8. The plaintiffs assert that this amendment is necessary to enable the court to deal with the real issues between the parties. The plaintiffs state that they are borrowers of Anglo and that the only difference between them and borrowers whose loans were transferred to NAMA is the size of the plaintiffs' loans. The plaintiffs' loans were just short of the threshold required for transfer to NAMA. The plaintiffs claim that if their loans had been transferred to NAMA, they would have obtained continuing support, the loans would not have been called in, and the receiver would not have been appointed. The plaintiffs also claim that Anglo obtained its own independent expert report and if they followed its recommendations, the companies would have been supported and a receiver would not have been appointed.

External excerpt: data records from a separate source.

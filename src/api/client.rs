//! api::client
//!
//! GitLab REST API client over `reqwest`.
//!
//! # Design
//!
//! Implements [`GitLabApi`] against GitLab's v4 REST API:
//! - list endpoints are paginated (`per_page=100`) and drained fully
//! - authentication is a private token sent as the `PRIVATE-TOKEN` header
//! - the API base is configurable for self-hosted deployments
//!
//! # Rate limiting
//!
//! GitLab enforces rate limits. The client returns [`ApiError::RateLimited`]
//! when they are hit and does not retry; backoff is the caller's
//! responsibility.
//!
//! # Example
//!
//! ```ignore
//! use gitlab_branch_source::api::{GitLabApi, GitLabClient};
//!
//! let client = GitLabClient::with_api_base(
//!     "glpat-xxx",
//!     "https://gitlab.example.com/api/v4",
//! );
//! let branches = client.list_branches(3).await?;
//! ```

use std::time::Duration;

use async_trait::async_trait;
use reqwest::header::{HeaderMap, HeaderValue};
use reqwest::{Client, Response, StatusCode};
use serde::Deserialize;

use super::traits::{ApiError, GitLabApi};
use super::types::{Branch, MergeRequest, Tag};
use crate::config::ConnectionConfig;
use crate::heads::RefSpec;

/// Default GitLab API base URL.
const DEFAULT_API_BASE: &str = "https://gitlab.com/api/v4";

/// Authentication header GitLab expects for private tokens.
const PRIVATE_TOKEN_HEADER: &str = "PRIVATE-TOKEN";

/// GitLab's maximum page size for list endpoints.
const PER_PAGE: usize = 100;

/// GitLab REST API client.
pub struct GitLabClient {
    /// HTTP client for making requests.
    client: Client,
    /// Private token; empty for anonymous access to public projects.
    token: String,
    /// API base URL (configurable for self-hosted GitLab).
    api_base: String,
}

// Custom Debug to avoid exposing the token
impl std::fmt::Debug for GitLabClient {
    fn fmt(&self, f: &mut std::fmt::Formatter<'_>) -> std::fmt::Result {
        f.debug_struct("GitLabClient")
            .field("has_token", &!self.token.is_empty())
            .field("api_base", &self.api_base)
            .finish()
    }
}

impl GitLabClient {
    /// Create a client against gitlab.com.
    ///
    /// # Example
    ///
    /// ```
    /// use gitlab_branch_source::api::GitLabClient;
    ///
    /// let client = GitLabClient::new("glpat-xxx");
    /// ```
    pub fn new(token: impl Into<String>) -> Self {
        Self::with_api_base(token, DEFAULT_API_BASE)
    }

    /// Create a client with a custom API base URL.
    ///
    /// Use this for self-hosted GitLab installations
    /// (e.g. `https://gitlab.example.com/api/v4`).
    pub fn with_api_base(token: impl Into<String>, api_base: impl Into<String>) -> Self {
        Self {
            client: Client::new(),
            token: token.into(),
            api_base: api_base.into(),
        }
    }

    /// Create a client from a validated connection configuration.
    ///
    /// # Errors
    ///
    /// Returns `ApiError::Network` if the HTTP client cannot be built.
    pub fn from_config(config: &ConnectionConfig) -> Result<Self, ApiError> {
        let client = Client::builder()
            .timeout(Duration::from_secs(config.timeout_secs))
            .build()
            .map_err(|e| ApiError::Network(e.to_string()))?;
        Ok(Self {
            client,
            token: config.token.clone().unwrap_or_default(),
            api_base: config.api_base(),
        })
    }

    /// The API base URL.
    pub fn api_base(&self) -> &str {
        &self.api_base
    }

    /// Check if the client has a token configured.
    pub fn has_token(&self) -> bool {
        !self.token.is_empty()
    }

    /// Build common headers for API requests.
    fn headers(&self) -> Result<HeaderMap, ApiError> {
        let mut headers = HeaderMap::new();
        if !self.token.is_empty() {
            let value = HeaderValue::from_str(&self.token)
                .map_err(|_| ApiError::AuthFailed("token contains invalid characters".into()))?;
            headers.insert(PRIVATE_TOKEN_HEADER, value);
        }
        Ok(headers)
    }

    /// Build URL for a project endpoint.
    fn project_url(&self, project_id: u64, path: &str) -> String {
        format!("{}/projects/{}/{}", self.api_base, project_id, path)
    }

    /// Handle API response, mapping errors appropriately.
    async fn handle_response<T: for<'de> Deserialize<'de>>(
        &self,
        response: Response,
    ) -> Result<T, ApiError> {
        let status = response.status();

        if status.is_success() {
            response.json().await.map_err(|e| ApiError::Api {
                status: status.as_u16(),
                message: format!("Failed to parse response: {}", e),
            })
        } else {
            Err(Self::map_error(status, error_message(response).await))
        }
    }

    fn map_error(status: StatusCode, message: String) -> ApiError {
        match status {
            StatusCode::UNAUTHORIZED => ApiError::AuthFailed("Invalid or expired token".into()),
            StatusCode::FORBIDDEN => ApiError::AuthFailed(format!("Permission denied: {}", message)),
            StatusCode::NOT_FOUND => ApiError::NotFound(message),
            StatusCode::TOO_MANY_REQUESTS => ApiError::RateLimited,
            _ if status.is_server_error() => ApiError::Api {
                status: status.as_u16(),
                message: format!("GitLab server error: {}", message),
            },
            _ => ApiError::Api {
                status: status.as_u16(),
                message,
            },
        }
    }

    /// Drain a paginated list endpoint.
    async fn list_paginated<T: for<'de> Deserialize<'de>>(
        &self,
        url: &str,
    ) -> Result<Vec<T>, ApiError> {
        let mut all = Vec::new();
        let mut page: u32 = 1;

        loop {
            let separator = if url.contains('?') { '&' } else { '?' };
            let page_url = format!("{}{}per_page={}&page={}", url, separator, PER_PAGE, page);

            let response = self
                .client
                .get(&page_url)
                .headers(self.headers()?)
                .send()
                .await
                .map_err(|e| ApiError::Network(e.to_string()))?;

            let items: Vec<T> = self.handle_response(response).await?;
            let page_count = items.len();
            all.extend(items);

            if page_count < PER_PAGE {
                break;
            }
            page += 1;
        }

        Ok(all)
    }
}

#[async_trait]
impl GitLabApi for GitLabClient {
    async fn list_branches(&self, project_id: u64) -> Result<Vec<Branch>, ApiError> {
        self.list_paginated(&self.project_url(project_id, "repository/branches"))
            .await
    }

    async fn list_tags(&self, project_id: u64) -> Result<Vec<Tag>, ApiError> {
        self.list_paginated(&self.project_url(project_id, "repository/tags"))
            .await
    }

    async fn list_open_merge_requests(
        &self,
        project_id: u64,
    ) -> Result<Vec<MergeRequest>, ApiError> {
        self.list_paginated(&self.project_url(project_id, "merge_requests?state=opened"))
            .await
    }

    async fn ref_tip(
        &self,
        project_id: u64,
        category: RefSpec,
        name: &str,
    ) -> Result<String, ApiError> {
        match category {
            RefSpec::Branches => {
                let url = self.project_url(
                    project_id,
                    &format!("repository/branches/{}", urlencoding::encode(name)),
                );
                let response = self
                    .client
                    .get(&url)
                    .headers(self.headers()?)
                    .send()
                    .await
                    .map_err(|e| ApiError::Network(e.to_string()))?;
                let branch: Branch = self.handle_response(response).await?;
                Ok(branch.commit.id)
            }
            RefSpec::Tags => {
                let url = self.project_url(
                    project_id,
                    &format!("repository/tags/{}", urlencoding::encode(name)),
                );
                let response = self
                    .client
                    .get(&url)
                    .headers(self.headers()?)
                    .send()
                    .await
                    .map_err(|e| ApiError::Network(e.to_string()))?;
                let tag: Tag = self.handle_response(response).await?;
                Ok(tag.commit.id)
            }
            RefSpec::MergeRequests => {
                let url = self.project_url(project_id, &format!("merge_requests/{}", name));
                let response = self
                    .client
                    .get(&url)
                    .headers(self.headers()?)
                    .send()
                    .await
                    .map_err(|e| ApiError::Network(e.to_string()))?;
                let mr: MergeRequest = self.handle_response(response).await?;
                mr.source_tip().map(str::to_string).ok_or_else(|| {
                    ApiError::NotFound(format!(
                        "merge request {} has no resolvable source tip",
                        name
                    ))
                })
            }
        }
    }

    async fn post_merge_request_note(
        &self,
        project_id: u64,
        merge_request_iid: u64,
        body: &str,
    ) -> Result<(), ApiError> {
        let url = self.project_url(
            project_id,
            &format!("merge_requests/{}/notes", merge_request_iid),
        );

        let response = self
            .client
            .post(&url)
            .headers(self.headers()?)
            .form(&[("body", body)])
            .send()
            .await
            .map_err(|e| ApiError::Network(e.to_string()))?;

        let status = response.status();
        if status.is_success() {
            Ok(())
        } else {
            Err(Self::map_error(status, error_message(response).await))
        }
    }
}

/// Extract an error message from a GitLab error body.
///
/// GitLab reports either `{"message": ...}` or `{"error": ...}`, and the
/// message is not always a string.
async fn error_message(response: Response) -> String {
    match response.json::<serde_json::Value>().await {
        Ok(value) => value
            .get("message")
            .or_else(|| value.get("error"))
            .map(|v| match v {
                serde_json::Value::String(s) => s.clone(),
                other => other.to_string(),
            })
            .unwrap_or_else(|| "Unknown error".to_string()),
        Err(_) => "Unknown error".to_string(),
    }
}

9. While NAMA is a statutory entity and the defendant is not, the defendant is fully owned by the State and its solvency depends entirely on promissory notes provided by the Minister for Finance under the Credit Institutions (Financial Support) Act 2008, and its management is appointed by the Minister. Counsel for the plaintiffs argues that in those circumstances, while it is not technically a public entity, it enjoys all the hallmarks of a public entity fully owned by the State, fully controlled by the State, and its solvency is entirely dependent on the State. The plaintiffs claim that in dealing with the defendant, they are entitled to equality of treatment with borrowers whose loans were transferred to NAMA.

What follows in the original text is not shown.